Il motore elettrico: futuro sì, imposizioni no. Il ministro tiene a ribadire di non avere pregiudizi sulla tecnologia: «Il motore elettrico è il più semplice da costruire, ha sette-otto volte meno pezzi, si rompe raramente. Pensi al motore del frigorifero: quello di mia madre ha funzionato cinquant’anni senza mai guastarsi. È una tecnologia solida. Ma da questo a imporre a tutti gli europei di pagare la riconversione industriale delle case automobilistiche, ce ne corre». Colonnine e paradosso dell’uovo e della gallina. Belpietro chiede conto del tema infrastrutturale: perché le gare per le colonnine sono andate deserte? Pichetto Fratin replica: «Perché non c’è il mercato. Non ci sono abbastanza auto elettriche in circolazione, quindi nessuno vuole investire. È il classico paradosso: prima l’uovo o la gallina?». Il ministro racconta di aver tentato in tutti i modi: «Ho fatto bandi, ho ripetuto le gare, ho perfino chiesto a Rfi di partecipare. Alla fine ho dovuto riconvertire i 597 milioni di fondi europei destinati alle colonnine, dopo una lunga contrattazione con Bruxelles. Ma anche qui si vede l’assurdità: l’Unione Europea ci impone obiettivi, senza considerare che il mercato non risponde».

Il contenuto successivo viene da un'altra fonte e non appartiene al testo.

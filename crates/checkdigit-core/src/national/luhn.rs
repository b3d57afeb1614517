//! Luhn (ISO/IEC 7812-1) check digit, used by payment card numbers and
//! several national registry numbers.

use crate::alphabet::{CharMap, NUMERIC};
use crate::weighted::{CheckRule, WeightedModulus};
use crate::weighting::Weighting;

/// Luhn mod 10. All-zero payloads are rejected.
pub static LUHN: WeightedModulus = WeightedModulus::new(
    10,
    CharMap::Alphabet(NUMERIC),
    Weighting::Luhn,
    CheckRule::Complement(&[0]),
)
.reject_zero_sum();

#[cfg(test)]
mod tests {
    #![allow(clippy::expect_used)]

    use super::*;
    use crate::error::CheckDigitError;
    use crate::routine::CheckDigit;

    #[test]
    fn card_and_registry_numbers() {
        for code in [
            "4417123456789113",
            "4222222222222",
            "378282246310005",
            "5105105105105100",
            "6011000990139424",
            "30569309025904",
            "950501007",
            "5561888404",
            "353535354",
            "999956789012347",
            "0000000018",
            "9999999999",
            "5565102570",
            "12345678903",
            "10215",
        ] {
            assert!(LUHN.is_valid(code), "{code} should be valid");
        }
    }

    #[test]
    fn calculates_card_check_digit() {
        assert_eq!(LUHN.calculate("441712345678911").expect("valid payload"), "3");
    }

    #[test]
    fn single_digit_errors_are_detected() {
        assert!(!LUHN.is_valid("4417123456789112"));
        assert!(!LUHN.is_valid("4417123456789213"));
    }

    #[test]
    fn all_zero_is_rejected() {
        assert!(!LUHN.is_valid("0000000000"));
        assert_eq!(LUHN.calculate("000000000"), Err(CheckDigitError::ZeroSum));
    }
}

Prezzi eccessivi e mercato bloccato. Un altro nodo è il costo delle auto elettriche: «In Germania servono due o tre annualità di stipendio di un operaio per comprarne una. In Italia ce ne vogliono cinque. Non è un caso che fino a poco tempo fa fossero auto da direttori di giornale o grandi manager. Questo non è un mercato libero, è un’imposizione politica». L’errore: imporre il motore, non le emissioni. Per Pichetto Fratin, l’errore dell’Ue è stato vincolare la tecnologia, non il risultato: «Se l’obiettivo era emissione zero nel 2035, bastava dirlo. Ci sono già veicoli diesel a emissioni zero, ci sono biocarburanti, c’è il biometano. Ma Bruxelles ha deciso che l’unica via è l’elettrico. È qui l’errore: hanno trasformato una direttiva ambientale in un regalo alle case automobilistiche, scaricando il costo sugli europei».

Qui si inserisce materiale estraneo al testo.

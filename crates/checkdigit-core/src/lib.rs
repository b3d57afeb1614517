#![deny(clippy::print_stdout, clippy::print_stderr)]

//! Check-digit computation for structured identifiers.
//!
//! The ISO/IEC 7064 pure and hybrid systems live in [`pure`] and [`hybrid`];
//! the sector and national schemes in [`national`] are assembled from the
//! strategies in [`alphabet`], [`weighting`] and [`weighted`]. Every routine
//! implements [`CheckDigit`] and can be looked up by name through
//! [`Algorithm`].
//!
//! ```
//! use checkdigit_core::{Algorithm, CheckDigit};
//!
//! let mrtd = Algorithm::Mrtd.routine();
//! assert_eq!(mrtd.calculate("L898902C3").ok().as_deref(), Some("6"));
//! assert!(mrtd.is_valid("L898902C36"));
//! assert!(!mrtd.is_valid("L898902C37"));
//! ```

pub mod algorithm;
pub mod alphabet;
pub mod error;
pub mod hybrid;
pub mod national;
pub mod pure;
pub mod routine;
pub mod weighted;
pub mod weighting;

pub use algorithm::{Algorithm, UnknownAlgorithm};
pub use alphabet::{Alphabet, CharMap, Position};
pub use error::CheckDigitError;
pub use hybrid::{HYBRID_11_10, HYBRID_27_26, HYBRID_37_36, HybridSystem};
pub use national::{
    CreditorReference, GS1, IBAN, Iban, LUHN, MODULUS_97, MRTD, Modulus97,
    RF_CREDITOR_REFERENCE, TID_DK, TID_RO, VAT_BE, VAT_FI, VAT_GB, VAT_LU, VEHICLE_FIN,
    VESSEL_IMO, VatGb,
};
pub use pure::{
    Computation, POLYNOMIAL_11_2, POLYNOMIAL_37_2, POLYNOMIAL_97_10, POLYNOMIAL_661_26,
    POLYNOMIAL_1271_36, PURE_11_2, PURE_37_2, PURE_97_10, PURE_661_26, PURE_1271_36, PureSystem,
};
pub use routine::CheckDigit;
pub use weighted::{CheckRule, WeightedModulus, ZeroSumPolicy};
pub use weighting::{Weighting, mod_pow};

/// Returns the current version of the checkdigit-core library.
pub fn version() -> &'static str {
    env!("CARGO_PKG_VERSION")
}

Bruxelles e la vicepresidente Ribera. Belpietro ricorda le dichiarazioni della vicepresidente Teresa Ribera. Il ministro risponde: «La Ribera è una che ascolta, devo riconoscerlo. Ma resta molto ideologica. E la Commissione Europea è un rassemblement, non un vero governo: dentro c’è di tutto. In Spagna, per esempio, la Ribera è stata protagonista delle scelte che hanno portato al blackout, puntando solo sulle rinnovabili senza un mix energetico». La critica alla Germania. Il ministro non risparmia critiche alla Germania: «Prima chiudono le centrali nucleari, poi riaprono quelle a carbone, la fonte più inquinante. È pura ipocrisia. Noi in Italia abbiamo smesso col carbone, ma a Berlino per compiacere i Verdi hanno abbandonato il nucleare e sono tornati indietro di decenni».

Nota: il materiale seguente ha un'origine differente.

//! Generic weighted-modulus routine.
//!
//! The national and sector schemes differ from the ISO systems only in how
//! characters are valued, how positions are weighted and how the remainder
//! becomes a check value. [`WeightedModulus`] assembles one scheme from those
//! three strategies plus a little post-processing.

use crate::alphabet::{Alphabet, CharMap, NUMERIC, Position};
use crate::error::CheckDigitError;
use crate::routine::{CheckDigit, is_blank, split_check};
use crate::weighting::Weighting;

/// How the weighted remainder is turned into, or checked against, the check value.
#[derive(Debug, Clone, Copy, PartialEq, Eq)]
pub enum CheckRule {
    /// `(M - (rem + offset) mod M) mod M` for each offset. The first offset
    /// gives the calculated check value; a code is valid if its check value
    /// matches any of them.
    Complement(&'static [u32]),
    /// The remainder itself.
    Remainder,
    /// No separate check characters: the weighted sum over the whole code
    /// must be divisible by `M`.
    ZeroRemainder,
}

/// Treatment of a payload whose weighted terms are all zero.
#[derive(Debug, Clone, Copy, PartialEq, Eq)]
pub enum ZeroSumPolicy {
    /// Fail with [`CheckDigitError::ZeroSum`].
    Reject,
    /// Compute the check value as usual.
    Allow,
}

/// A weighted-sum check-digit scheme.
#[derive(Debug, Clone, Copy)]
pub struct WeightedModulus {
    modulus: u32,
    chars: CharMap,
    weighting: Weighting,
    rule: CheckRule,
    remap: &'static [(u32, u32)],
    forbidden: &'static [u32],
    zero_sum: ZeroSumPolicy,
    code_length: Option<usize>,
    check_alphabet: Alphabet,
    check_len: usize,
}

impl WeightedModulus {
    /// A scheme with one numeric check character and no post-processing.
    pub const fn new(modulus: u32, chars: CharMap, weighting: Weighting, rule: CheckRule) -> Self {
        Self {
            modulus,
            chars,
            weighting,
            rule,
            remap: &[],
            forbidden: &[],
            zero_sum: ZeroSumPolicy::Allow,
            code_length: None,
            check_alphabet: NUMERIC,
            check_len: 1,
        }
    }

    /// Replaces computed check values: `(from, to)` pairs.
    pub const fn remap(self, remap: &'static [(u32, u32)]) -> Self {
        Self { remap, ..self }
    }

    /// Check values that make a payload unusable.
    pub const fn forbid(self, forbidden: &'static [u32]) -> Self {
        Self { forbidden, ..self }
    }

    /// Fails all-zero payloads with [`CheckDigitError::ZeroSum`].
    pub const fn reject_zero_sum(self) -> Self {
        Self {
            zero_sum: ZeroSumPolicy::Reject,
            ..self
        }
    }

    /// Requires codes of exactly `length` characters (payloads of
    /// `length - check_len`).
    pub const fn code_length(self, length: usize) -> Self {
        Self {
            code_length: Some(length),
            ..self
        }
    }

    /// Writes check values with `width` characters of `alphabet`.
    pub const fn check_chars(self, alphabet: Alphabet, width: usize) -> Self {
        Self {
            check_alphabet: alphabet,
            check_len: width,
            ..self
        }
    }

    /// The modulus `M`.
    pub fn modulus(&self) -> u32 {
        self.modulus
    }

    /// Number of check characters.
    pub fn check_len(&self) -> usize {
        self.check_len
    }

    /// Writes a check value with this scheme's check alphabet and width.
    pub fn encode_check(&self, value: u32) -> Result<String, CheckDigitError> {
        self.check_alphabet.encode(value, self.check_len)
    }

    /// Weighted sum of `span` reduced modulo `M`.
    fn remainder(&self, span: &str) -> Result<u32, CheckDigitError> {
        let m = u64::from(self.modulus);
        let len = span.chars().count();
        let mut sum = 0u64;
        let mut all_zero = true;
        for (index, ch) in span.chars().enumerate() {
            let position = Position::in_span(index, len);
            let value = self.chars.value_of(ch, position)?;
            let term = self.weighting.term(value, position, self.modulus);
            all_zero &= term == 0;
            sum = (sum + term) % m;
        }
        if all_zero && self.zero_sum == ZeroSumPolicy::Reject {
            return Err(CheckDigitError::ZeroSum);
        }
        Ok(sum as u32)
    }

    fn finish(&self, value: u32) -> Result<u32, CheckDigitError> {
        let value = self
            .remap
            .iter()
            .find(|(from, _)| *from == value)
            .map_or(value, |&(_, to)| to);
        if self.forbidden.contains(&value) {
            return Err(CheckDigitError::InvalidCheckDigitValue(value));
        }
        Ok(value)
    }

    /// Every admissible check value for `payload`, preferred one first.
    pub fn check_values(&self, payload: &str) -> Result<Vec<u32>, CheckDigitError> {
        let rem = self.remainder(payload)?;
        let m = self.modulus;
        match self.rule {
            CheckRule::Complement(offsets) => offsets
                .iter()
                .map(|offset| self.finish((m - (rem + offset) % m) % m))
                .collect(),
            CheckRule::Remainder => Ok(vec![self.finish(rem)?]),
            CheckRule::ZeroRemainder => {
                if rem == 0 {
                    Ok(vec![0])
                } else {
                    Err(CheckDigitError::InvalidCheckDigitValue(rem))
                }
            }
        }
    }

    fn check_length(&self, length: usize, check_len: usize) -> Result<(), CheckDigitError> {
        match self.code_length {
            Some(expected) if length + check_len != expected => {
                Err(CheckDigitError::InvalidCodeLength {
                    length,
                    expected: expected.saturating_sub(check_len),
                })
            }
            Some(_) | None => Ok(()),
        }
    }
}

impl CheckDigit for WeightedModulus {
    /// For [`CheckRule::ZeroRemainder`] schemes `payload` is the whole code
    /// and the result is `"0"` when the code is consistent.
    fn calculate(&self, payload: &str) -> Result<String, CheckDigitError> {
        if is_blank(payload) {
            return Err(CheckDigitError::MissingCode);
        }
        let check_len = match self.rule {
            CheckRule::ZeroRemainder => 0,
            CheckRule::Complement(_) | CheckRule::Remainder => self.check_len,
        };
        self.check_length(payload.chars().count(), check_len)?;
        let values = self.check_values(payload)?;
        let Some(&value) = values.first() else {
            return Err(CheckDigitError::MissingCode);
        };
        match self.rule {
            CheckRule::ZeroRemainder => Ok(value.to_string()),
            CheckRule::Complement(_) | CheckRule::Remainder => self.encode_check(value),
        }
    }

    fn verify(&self, code: &str) -> Result<bool, CheckDigitError> {
        if is_blank(code) {
            return Err(CheckDigitError::MissingCode);
        }
        self.check_length(code.chars().count(), 0)?;
        match self.rule {
            CheckRule::ZeroRemainder => Ok(self.remainder(code)? == 0),
            CheckRule::Complement(_) | CheckRule::Remainder => {
                let (payload, check) = split_check(code, self.check_len)?;
                for value in self.check_values(payload)? {
                    if self.encode_check(value)? == check {
                        return Ok(true);
                    }
                }
                Ok(false)
            }
        }
    }
}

Obiettivi 2040: «Irrealistici per l’Italia». Si arriva quindi alla trattativa sul nuovo target europeo: riduzione del 90% delle emissioni entro il 2040. Pichetto Fratin è netto: «È un obiettivo irraggiungibile per l’Italia. I Paesi del Nord hanno territori sterminati e pochi abitanti. Noi abbiamo centomila borghi, due catene montuose, il mare, la Pianura Padana che soffre già l’inquinamento. Imporre le stesse regole a tutti è sbagliato. L’Italia rischia di non farcela e di pagare un prezzo altissimo». Il ruolo del gas e le prospettive future. Il ministro difende il gas come energia di transizione: «È il combustibile fossile meno dannoso, e ci accompagnerà per decenni. Prima di poterlo sostituire servirà il nucleare di quarta generazione, o magari la fusione. Nel frattempo il gas resta la garanzia di stabilità energetica». Conclusione: pragmatismo contro ideologia. Nelle battute finali dell’intervista con Belpietro, Pichetto Fratin riassume la sua posizione: «Ridurre le emissioni è un obiettivo giusto. Ma un conto è farlo con scienza e tecnologia, un altro è imporre scadenze irrealistiche che distruggono l’economia reale. Qui non si tratta di ambiente: si tratta di ideologia. E i costi ricadono sempre sugli europei.»
Il ministro aggiunge: «Oggi produciamo in Italia circa 260 TWh. Il resto lo importiamo, soprattutto dalla Francia, poi da Montenegro e altri paesi. Se vogliamo davvero dare una risposta a questo fabbisogno crescente, non c’è alternativa: bisogna guardare al nucleare. Non quello di ieri, ma un nuovo nucleare. Io sono convinto che la strada siano i piccoli reattori modulari, anche se aspettiamo i fatti concreti. È lì che dobbiamo guardare». Pichetto Fratin chiarisce: «Il nucleare non è un’alternativa alle altre fonti: non sostituisce l’eolico, non sostituisce il fotovoltaico, né il geotermico. Ma è un tassello indispensabile in un mix equilibrato. Senza, non potremo mai reggere i consumi futuri». Gas liquido e rapporti con gli Stati Uniti. Il discorso scivola poi sul gas: «Abbiamo firmato un accordo standard con gli Stati Uniti per l’importazione di Gnl, ma oggi non abbiamo ancora i rigassificatori sufficienti per rispettarlo. Oggi la nostra capacità di importazione è di circa 28 miliardi di metri cubi l’anno, mentre l’impegno arriverebbe a 60. Negli Usa i liquefattori sono in costruzione: servirà almeno un anno o due. E, comunque, non è lo Stato a comprare: sono gli operatori, come Eni, che decidono in base al prezzo. Non è un obbligo politico, è mercato». Bollette e prezzi dell’energia. Sul tema bollette, il ministro precisa: «L’obiettivo è farle scendere, ma non esistono bacchette magiche. Non è che con un mio decreto domani la bolletta cala: questo accadeva solo in altri regimi. Noi stiamo lavorando per correggere il meccanismo che determina il prezzo dell’energia, perché ci sono anomalie evidenti. A breve uscirà un decreto con alcuni interventi puntuali. Ma la verità è che per avere bollette davvero più basse bisogna avere energia a un costo molto più basso. E i francesi, grazie al nucleare, ce l’hanno a prezzi molto inferiori ai nostri».